(Stored items)
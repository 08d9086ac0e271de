//! Initial schema.
//!
//! - `users`: identity, credentials and role
//! - `budgets`: monthly spending limits, one per (user, month, year)
//! - `categories`: user defined expense groups
//! - `incomes`: money received, attached to a budget
//! - `expenses`: money spent, attached to a budget and a category

use sea_orm_migration::prelude::*;

#[derive(DeriveMigrationName)]
pub struct Migration;

#[derive(Iden)]
enum Users {
    Table,
    Id,
    FirstName,
    LastName,
    Email,
    Image,
    Password,
    Role,
    CreatedAt,
    UpdatedAt,
}

#[derive(Iden)]
enum Budgets {
    Table,
    Id,
    UserId,
    Amount,
    Month,
    Year,
    CreatedAt,
    UpdatedAt,
}

#[derive(Iden)]
enum Categories {
    Table,
    Id,
    UserId,
    Name,
    Description,
    CreatedAt,
    UpdatedAt,
}

#[derive(Iden)]
enum Incomes {
    Table,
    Id,
    UserId,
    BudgetId,
    Amount,
    Month,
    Year,
    Source,
    CreatedAt,
    UpdatedAt,
}

#[derive(Iden)]
enum Expenses {
    Table,
    Id,
    UserId,
    BudgetId,
    CategoryId,
    Amount,
    Description,
    CreatedAt,
    UpdatedAt,
}

#[async_trait::async_trait]
impl MigrationTrait for Migration {
    async fn up(&self, manager: &SchemaManager) -> Result<(), DbErr> {
        manager
            .create_table(
                Table::create()
                    .table(Users::Table)
                    .if_not_exists()
                    .col(ColumnDef::new(Users::Id).string().not_null().primary_key())
                    .col(ColumnDef::new(Users::FirstName).string().not_null())
                    .col(ColumnDef::new(Users::LastName).string().not_null())
                    .col(ColumnDef::new(Users::Email).string().not_null())
                    .col(ColumnDef::new(Users::Image).string())
                    .col(ColumnDef::new(Users::Password).string().not_null())
                    .col(
                        ColumnDef::new(Users::Role)
                            .string()
                            .not_null()
                            .default("user"),
                    )
                    .col(ColumnDef::new(Users::CreatedAt).timestamp().not_null())
                    .col(ColumnDef::new(Users::UpdatedAt).timestamp().not_null())
                    .to_owned(),
            )
            .await?;

        manager
            .create_index(
                Index::create()
                    .name("idx-users-email-unique")
                    .table(Users::Table)
                    .col(Users::Email)
                    .unique()
                    .to_owned(),
            )
            .await?;

        manager
            .create_table(
                Table::create()
                    .table(Budgets::Table)
                    .if_not_exists()
                    .col(ColumnDef::new(Budgets::Id).string().not_null().primary_key())
                    .col(ColumnDef::new(Budgets::UserId).string().not_null())
                    .col(ColumnDef::new(Budgets::Amount).double())
                    .col(ColumnDef::new(Budgets::Month).string().not_null())
                    .col(ColumnDef::new(Budgets::Year).integer().not_null())
                    .col(ColumnDef::new(Budgets::CreatedAt).timestamp().not_null())
                    .col(ColumnDef::new(Budgets::UpdatedAt).timestamp().not_null())
                    .foreign_key(
                        ForeignKey::create()
                            .name("fk-budgets-user_id")
                            .from(Budgets::Table, Budgets::UserId)
                            .to(Users::Table, Users::Id)
                            .on_delete(ForeignKeyAction::Cascade),
                    )
                    .to_owned(),
            )
            .await?;

        manager
            .create_index(
                Index::create()
                    .name("idx-budgets-user_id-month-year-unique")
                    .table(Budgets::Table)
                    .col(Budgets::UserId)
                    .col(Budgets::Month)
                    .col(Budgets::Year)
                    .unique()
                    .to_owned(),
            )
            .await?;

        manager
            .create_table(
                Table::create()
                    .table(Categories::Table)
                    .if_not_exists()
                    .col(
                        ColumnDef::new(Categories::Id)
                            .string()
                            .not_null()
                            .primary_key(),
                    )
                    .col(ColumnDef::new(Categories::UserId).string().not_null())
                    .col(ColumnDef::new(Categories::Name).string().not_null())
                    .col(ColumnDef::new(Categories::Description).text())
                    .col(ColumnDef::new(Categories::CreatedAt).timestamp().not_null())
                    .col(ColumnDef::new(Categories::UpdatedAt).timestamp().not_null())
                    .foreign_key(
                        ForeignKey::create()
                            .name("fk-categories-user_id")
                            .from(Categories::Table, Categories::UserId)
                            .to(Users::Table, Users::Id)
                            .on_delete(ForeignKeyAction::Cascade),
                    )
                    .to_owned(),
            )
            .await?;

        manager
            .create_index(
                Index::create()
                    .name("idx-categories-user_id")
                    .table(Categories::Table)
                    .col(Categories::UserId)
                    .to_owned(),
            )
            .await?;

        manager
            .create_table(
                Table::create()
                    .table(Incomes::Table)
                    .if_not_exists()
                    .col(ColumnDef::new(Incomes::Id).string().not_null().primary_key())
                    .col(ColumnDef::new(Incomes::UserId).string().not_null())
                    .col(ColumnDef::new(Incomes::BudgetId).string().not_null())
                    .col(ColumnDef::new(Incomes::Amount).double())
                    .col(ColumnDef::new(Incomes::Month).string().not_null())
                    .col(ColumnDef::new(Incomes::Year).integer().not_null())
                    .col(ColumnDef::new(Incomes::Source).text().not_null())
                    .col(ColumnDef::new(Incomes::CreatedAt).timestamp().not_null())
                    .col(ColumnDef::new(Incomes::UpdatedAt).timestamp().not_null())
                    .foreign_key(
                        ForeignKey::create()
                            .name("fk-incomes-user_id")
                            .from(Incomes::Table, Incomes::UserId)
                            .to(Users::Table, Users::Id)
                            .on_delete(ForeignKeyAction::Cascade),
                    )
                    .foreign_key(
                        ForeignKey::create()
                            .name("fk-incomes-budget_id")
                            .from(Incomes::Table, Incomes::BudgetId)
                            .to(Budgets::Table, Budgets::Id)
                            .on_delete(ForeignKeyAction::Cascade),
                    )
                    .to_owned(),
            )
            .await?;

        manager
            .create_index(
                Index::create()
                    .name("idx-incomes-user_id-created_at")
                    .table(Incomes::Table)
                    .col(Incomes::UserId)
                    .col(Incomes::CreatedAt)
                    .to_owned(),
            )
            .await?;

        manager
            .create_table(
                Table::create()
                    .table(Expenses::Table)
                    .if_not_exists()
                    .col(
                        ColumnDef::new(Expenses::Id)
                            .string()
                            .not_null()
                            .primary_key(),
                    )
                    .col(ColumnDef::new(Expenses::UserId).string().not_null())
                    .col(ColumnDef::new(Expenses::BudgetId).string().not_null())
                    .col(ColumnDef::new(Expenses::CategoryId).string().not_null())
                    .col(ColumnDef::new(Expenses::Amount).double())
                    .col(ColumnDef::new(Expenses::Description).string())
                    .col(ColumnDef::new(Expenses::CreatedAt).timestamp().not_null())
                    .col(ColumnDef::new(Expenses::UpdatedAt).timestamp().not_null())
                    .foreign_key(
                        ForeignKey::create()
                            .name("fk-expenses-user_id")
                            .from(Expenses::Table, Expenses::UserId)
                            .to(Users::Table, Users::Id)
                            .on_delete(ForeignKeyAction::Cascade),
                    )
                    .foreign_key(
                        ForeignKey::create()
                            .name("fk-expenses-budget_id")
                            .from(Expenses::Table, Expenses::BudgetId)
                            .to(Budgets::Table, Budgets::Id)
                            .on_delete(ForeignKeyAction::Cascade),
                    )
                    .foreign_key(
                        ForeignKey::create()
                            .name("fk-expenses-category_id")
                            .from(Expenses::Table, Expenses::CategoryId)
                            .to(Categories::Table, Categories::Id)
                            .on_delete(ForeignKeyAction::Cascade),
                    )
                    .to_owned(),
            )
            .await?;

        manager
            .create_index(
                Index::create()
                    .name("idx-expenses-user_id-created_at")
                    .table(Expenses::Table)
                    .col(Expenses::UserId)
                    .col(Expenses::CreatedAt)
                    .to_owned(),
            )
            .await?;

        Ok(())
    }

    async fn down(&self, manager: &SchemaManager) -> Result<(), DbErr> {
        manager
            .drop_table(Table::drop().table(Expenses::Table).to_owned())
            .await?;
        manager
            .drop_table(Table::drop().table(Incomes::Table).to_owned())
            .await?;
        manager
            .drop_table(Table::drop().table(Categories::Table).to_owned())
            .await?;
        manager
            .drop_table(Table::drop().table(Budgets::Table).to_owned())
            .await?;
        manager
            .drop_table(Table::drop().table(Users::Table).to_owned())
            .await?;
        Ok(())
    }
}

# What this task involves
When a line in the data contains "FirstName", return it as written.

# Answer to this task
    FirstName,
                    .col(ColumnDef::new(Users::FirstName).string().not_null())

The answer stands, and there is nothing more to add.